▶ Instructions to follow
Print every entry again, precisely as written.

++++ Information provided

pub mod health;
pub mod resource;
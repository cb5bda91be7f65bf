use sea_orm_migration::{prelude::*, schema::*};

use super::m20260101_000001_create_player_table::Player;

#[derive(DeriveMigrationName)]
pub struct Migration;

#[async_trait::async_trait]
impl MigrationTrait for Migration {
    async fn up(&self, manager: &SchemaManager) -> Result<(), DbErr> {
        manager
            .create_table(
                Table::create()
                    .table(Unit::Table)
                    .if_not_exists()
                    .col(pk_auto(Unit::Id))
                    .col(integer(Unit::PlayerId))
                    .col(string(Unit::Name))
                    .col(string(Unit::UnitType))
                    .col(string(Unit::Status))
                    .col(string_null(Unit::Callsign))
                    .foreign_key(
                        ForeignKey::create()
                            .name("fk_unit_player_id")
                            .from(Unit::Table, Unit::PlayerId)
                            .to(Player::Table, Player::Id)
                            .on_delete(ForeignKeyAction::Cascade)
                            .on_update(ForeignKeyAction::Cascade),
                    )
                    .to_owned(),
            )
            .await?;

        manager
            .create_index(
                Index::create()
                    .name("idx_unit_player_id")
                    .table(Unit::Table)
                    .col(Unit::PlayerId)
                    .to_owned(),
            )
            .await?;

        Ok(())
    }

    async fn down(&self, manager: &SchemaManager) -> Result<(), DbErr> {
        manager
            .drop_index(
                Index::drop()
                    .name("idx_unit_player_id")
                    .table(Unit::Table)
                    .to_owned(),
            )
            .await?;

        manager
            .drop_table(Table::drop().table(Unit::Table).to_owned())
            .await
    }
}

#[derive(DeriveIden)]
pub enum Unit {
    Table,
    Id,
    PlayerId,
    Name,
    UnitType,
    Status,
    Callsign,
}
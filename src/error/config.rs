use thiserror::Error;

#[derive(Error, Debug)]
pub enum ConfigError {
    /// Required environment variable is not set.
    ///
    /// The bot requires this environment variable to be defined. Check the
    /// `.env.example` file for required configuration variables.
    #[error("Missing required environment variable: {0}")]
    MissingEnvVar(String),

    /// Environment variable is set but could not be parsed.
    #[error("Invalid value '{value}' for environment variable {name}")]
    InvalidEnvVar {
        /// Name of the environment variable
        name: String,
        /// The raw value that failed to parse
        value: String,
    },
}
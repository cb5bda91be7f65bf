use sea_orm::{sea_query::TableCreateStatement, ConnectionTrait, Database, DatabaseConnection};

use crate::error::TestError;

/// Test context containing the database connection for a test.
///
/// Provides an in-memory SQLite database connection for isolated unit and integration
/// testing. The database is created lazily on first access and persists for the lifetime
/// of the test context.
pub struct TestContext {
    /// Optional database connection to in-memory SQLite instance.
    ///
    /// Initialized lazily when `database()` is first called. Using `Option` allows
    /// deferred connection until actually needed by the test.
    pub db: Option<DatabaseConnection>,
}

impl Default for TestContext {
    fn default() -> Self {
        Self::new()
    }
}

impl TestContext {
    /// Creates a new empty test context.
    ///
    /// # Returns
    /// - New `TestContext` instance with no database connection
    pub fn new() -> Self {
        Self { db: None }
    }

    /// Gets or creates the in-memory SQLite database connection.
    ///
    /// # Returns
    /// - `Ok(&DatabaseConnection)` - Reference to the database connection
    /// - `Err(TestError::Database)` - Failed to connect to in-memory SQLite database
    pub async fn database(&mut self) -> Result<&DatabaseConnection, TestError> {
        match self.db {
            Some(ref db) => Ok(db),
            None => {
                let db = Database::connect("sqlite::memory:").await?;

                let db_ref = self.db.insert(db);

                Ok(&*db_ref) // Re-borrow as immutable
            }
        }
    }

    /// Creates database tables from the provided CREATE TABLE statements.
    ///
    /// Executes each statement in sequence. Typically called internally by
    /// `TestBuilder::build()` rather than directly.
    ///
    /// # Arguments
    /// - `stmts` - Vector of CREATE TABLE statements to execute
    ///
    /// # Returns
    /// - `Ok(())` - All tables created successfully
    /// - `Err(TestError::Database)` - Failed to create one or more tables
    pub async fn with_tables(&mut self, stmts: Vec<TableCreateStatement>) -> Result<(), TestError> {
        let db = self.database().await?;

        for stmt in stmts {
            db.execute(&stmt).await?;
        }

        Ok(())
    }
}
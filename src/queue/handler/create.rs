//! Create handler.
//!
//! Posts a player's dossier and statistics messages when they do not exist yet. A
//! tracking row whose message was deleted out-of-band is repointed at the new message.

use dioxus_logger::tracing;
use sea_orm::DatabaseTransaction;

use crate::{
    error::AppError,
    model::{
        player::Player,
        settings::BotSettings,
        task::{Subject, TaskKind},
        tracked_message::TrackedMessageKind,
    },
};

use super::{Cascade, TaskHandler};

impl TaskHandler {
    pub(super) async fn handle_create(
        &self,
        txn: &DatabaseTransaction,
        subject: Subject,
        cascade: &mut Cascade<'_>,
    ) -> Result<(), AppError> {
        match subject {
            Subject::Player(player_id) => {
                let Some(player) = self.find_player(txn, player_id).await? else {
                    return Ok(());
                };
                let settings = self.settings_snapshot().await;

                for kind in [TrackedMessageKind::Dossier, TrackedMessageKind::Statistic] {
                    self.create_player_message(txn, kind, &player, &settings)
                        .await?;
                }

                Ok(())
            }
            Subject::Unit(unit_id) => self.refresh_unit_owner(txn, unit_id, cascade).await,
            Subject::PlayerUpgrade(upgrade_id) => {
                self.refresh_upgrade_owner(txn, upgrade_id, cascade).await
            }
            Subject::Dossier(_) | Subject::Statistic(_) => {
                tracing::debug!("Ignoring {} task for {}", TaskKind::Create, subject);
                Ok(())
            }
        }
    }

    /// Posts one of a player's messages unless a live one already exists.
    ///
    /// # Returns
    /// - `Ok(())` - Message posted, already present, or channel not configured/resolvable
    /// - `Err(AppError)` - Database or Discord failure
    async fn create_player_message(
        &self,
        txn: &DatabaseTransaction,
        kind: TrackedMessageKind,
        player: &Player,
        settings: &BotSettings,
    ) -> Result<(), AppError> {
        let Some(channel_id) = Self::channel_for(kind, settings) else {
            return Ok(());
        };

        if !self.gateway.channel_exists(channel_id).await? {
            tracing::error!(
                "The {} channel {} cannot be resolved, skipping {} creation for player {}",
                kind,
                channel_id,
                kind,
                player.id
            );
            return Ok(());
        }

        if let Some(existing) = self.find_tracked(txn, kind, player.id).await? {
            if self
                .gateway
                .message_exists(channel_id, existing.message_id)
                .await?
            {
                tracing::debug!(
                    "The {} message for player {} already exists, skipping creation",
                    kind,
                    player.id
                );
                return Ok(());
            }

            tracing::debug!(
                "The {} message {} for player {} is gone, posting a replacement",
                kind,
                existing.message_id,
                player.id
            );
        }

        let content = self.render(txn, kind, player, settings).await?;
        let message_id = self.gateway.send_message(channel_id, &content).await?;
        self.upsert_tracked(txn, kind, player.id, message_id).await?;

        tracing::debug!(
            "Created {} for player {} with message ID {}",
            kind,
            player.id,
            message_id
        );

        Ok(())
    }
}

++++++++

▶ Answer box
pub mod health;
pub mod resource;
repository cb5bda91be7f65bf
use sea_orm_migration::{prelude::*, schema::*};

use super::m20260101_000001_create_player_table::Player;

#[derive(DeriveMigrationName)]
pub struct Migration;

#[async_trait::async_trait]
impl MigrationTrait for Migration {
    async fn up(&self, manager: &SchemaManager) -> Result<(), DbErr> {
        manager
            .create_table(
                Table::create()
                    .table(Unit::Table)
                    .if_not_exists()
                    .col(pk_auto(Unit::Id))
                    .col(integer(Unit::PlayerId))
                    .col(string(Unit::Name))
                    .col(string(Unit::UnitType))
                    .col(string(Unit::Status))
                    .col(string_null(Unit::Callsign))
                    .foreign_key(
                        ForeignKey::create()
                            .name("fk_unit_player_id")
                            .from(Unit::Table, Unit::PlayerId)
                            .to(Player::Table, Player::Id)
                            .on_delete(ForeignKeyAction::Cascade)
                            .on_update(ForeignKeyAction::Cascade),
                    )
                    .to_owned(),
            )
            .await?;

        manager
            .create_index(
                Index::create()
                    .name("idx_unit_player_id")
                    .table(Unit::Table)
                    .col(Unit::PlayerId)
                    .to_owned(),
            )
            .await?;

        Ok(())
    }

    async fn down(&self, manager: &SchemaManager) -> Result<(), DbErr> {
        manager
            .drop_index(
                Index::drop()
                    .name("idx_unit_player_id")
                    .table(Unit::Table)
                    .to_owned(),
            )
            .await?;

        manager
            .drop_table(Table::drop().table(Unit::Table).to_owned())
            .await
    }
}

#[derive(DeriveIden)]
pub enum Unit {
    Table,
    Id,
    PlayerId,
    Name,
    UnitType,
    Status,
    Callsign,
}
filename src/error/config.rs
use thiserror::Error;

#[derive(Error, Debug)]
pub enum ConfigError {
    /// Required environment variable is not set.
    ///
    /// The bot requires this environment variable to be defined. Check the
    /// `.env.example` file for required configuration variables.
    #[error("Missing required environment variable: {0}")]
    MissingEnvVar(String),

    /// Environment variable is set but could not be parsed.
    #[error("Invalid value '{value}' for environment variable {name}")]
    InvalidEnvVar {
        /// Name of the environment variable
        name: String,
        /// The raw value that failed to parse
        value: String,
    },
}
repository cb5bda91be7f65bf
use sea_orm::{sea_query::TableCreateStatement, ConnectionTrait, Database, DatabaseConnection};

use crate::error::TestError;

/// Test context containing the database connection for a test.
///
/// Provides an in-memory SQLite database connection for isolated unit and integration
/// testing. The database is created lazily on first access and persists for the lifetime
/// of the test context.
pub struct TestContext {
    /// Optional database connection to in-memory SQLite instance.
    ///
    /// Initialized lazily when `database()` is first called. Using `Option` allows
    /// deferred connection until actually needed by the test.
    pub db: Option<DatabaseConnection>,
}

impl Default for TestContext {
    fn default() -> Self {
        Self::new()
    }
}

impl TestContext {
    /// Creates a new empty test context.
    ///
    /// # Returns
    /// - New `TestContext` instance with no database connection
    pub fn new() -> Self {
        Self { db: None }
    }

    /// Gets or creates the in-memory SQLite database connection.
    ///
    /// # Returns
    /// - `Ok(&DatabaseConnection)` - Reference to the database connection
    /// - `Err(TestError::Database)` - Failed to connect to in-memory SQLite database
    pub async fn database(&mut self) -> Result<&DatabaseConnection, TestError> {
        match self.db {
            Some(ref db) => Ok(db),
            None => {
                let db = Database::connect("sqlite::memory:").await?;

                let db_ref = self.db.insert(db);

                Ok(&*db_ref) // Re-borrow as immutable
            }
        }
    }

    /// Creates database tables from the provided CREATE TABLE statements.
    ///
    /// Executes each statement in sequence. Typically called internally by
    /// `TestBuilder::build()` rather than directly.
    ///
    /// # Arguments
    /// - `stmts` - Vector of CREATE TABLE statements to execute
    ///
    /// # Returns
    /// - `Ok(())` - All tables created successfully
    /// - `Err(TestError::Database)` - Failed to create one or more tables
    pub async fn with_tables(&mut self, stmts: Vec<TableCreateStatement>) -> Result<(), TestError> {
        let db = self.database().await?;

        for stmt in stmts {
            db.execute(&stmt).await?;
        }

        Ok(())
    }
}
filename src/queue/handler/create.rs
//! Create handler.
//!
//! Posts a player's dossier and statistics messages when they do not exist yet. A
//! tracking row whose message was deleted out-of-band is repointed at the new message.

use dioxus_logger::tracing;
use sea_orm::DatabaseTransaction;

use crate::{
    error::AppError,
    model::{
        player::Player,
        settings::BotSettings,
        task::{Subject, TaskKind},
        tracked_message::TrackedMessageKind,
    },
};

use super::{Cascade, TaskHandler};

impl TaskHandler {
    pub(super) async fn handle_create(
        &self,
        txn: &DatabaseTransaction,
        subject: Subject,
        cascade: &mut Cascade<'_>,
    ) -> Result<(), AppError> {
        match subject {
            Subject::Player(player_id) => {
                let Some(player) = self.find_player(txn, player_id).await? else {
                    return Ok(());
                };
                let settings = self.settings_snapshot().await;

                for kind in [TrackedMessageKind::Dossier, TrackedMessageKind::Statistic] {
                    self.create_player_message(txn, kind, &player, &settings)
                        .await?;
                }

                Ok(())
            }
            Subject::Unit(unit_id) => self.refresh_unit_owner(txn, unit_id, cascade).await,
            Subject::PlayerUpgrade(upgrade_id) => {
                self.refresh_upgrade_owner(txn, upgrade_id, cascade).await
            }
            Subject::Dossier(_) | Subject::Statistic(_) => {
                tracing::debug!("Ignoring {} task for {}", TaskKind::Create, subject);
                Ok(())
            }
        }
    }

    /// Posts one of a player's messages unless a live one already exists.
    ///
    /// # Returns
    /// - `Ok(())` - Message posted, already present, or channel not configured/resolvable
    /// - `Err(AppError)` - Database or Discord failure
    async fn create_player_message(
        &self,
        txn: &DatabaseTransaction,
        kind: TrackedMessageKind,
        player: &Player,
        settings: &BotSettings,
    ) -> Result<(), AppError> {
        let Some(channel_id) = Self::channel_for(kind, settings) else {
            return Ok(());
        };

        if !self.gateway.channel_exists(channel_id).await? {
            tracing::error!(
                "The {} channel {} cannot be resolved, skipping {} creation for player {}",
                kind,
                channel_id,
                kind,
                player.id
            );
            return Ok(());
        }

        if let Some(existing) = self.find_tracked(txn, kind, player.id).await? {
            if self
                .gateway
                .message_exists(channel_id, existing.message_id)
                .await?
            {
                tracing::debug!(
                    "The {} message for player {} already exists, skipping creation",
                    kind,
                    player.id
                );
                return Ok(());
            }

            tracing::debug!(
                "The {} message {} for player {} is gone, posting a replacement",
                kind,
                existing.message_id,
                player.id
            );
        }

        let content = self.render(txn, kind, player, settings).await?;
        let message_id = self.gateway.send_message(channel_id, &content).await?;
        self.upsert_tracked(txn, kind, player.id, message_id).await?;

        tracing::debug!(
            "Created {} for player {} with message ID {}",
            kind,
            player.id,
            message_id
        );

        Ok(())
    }
}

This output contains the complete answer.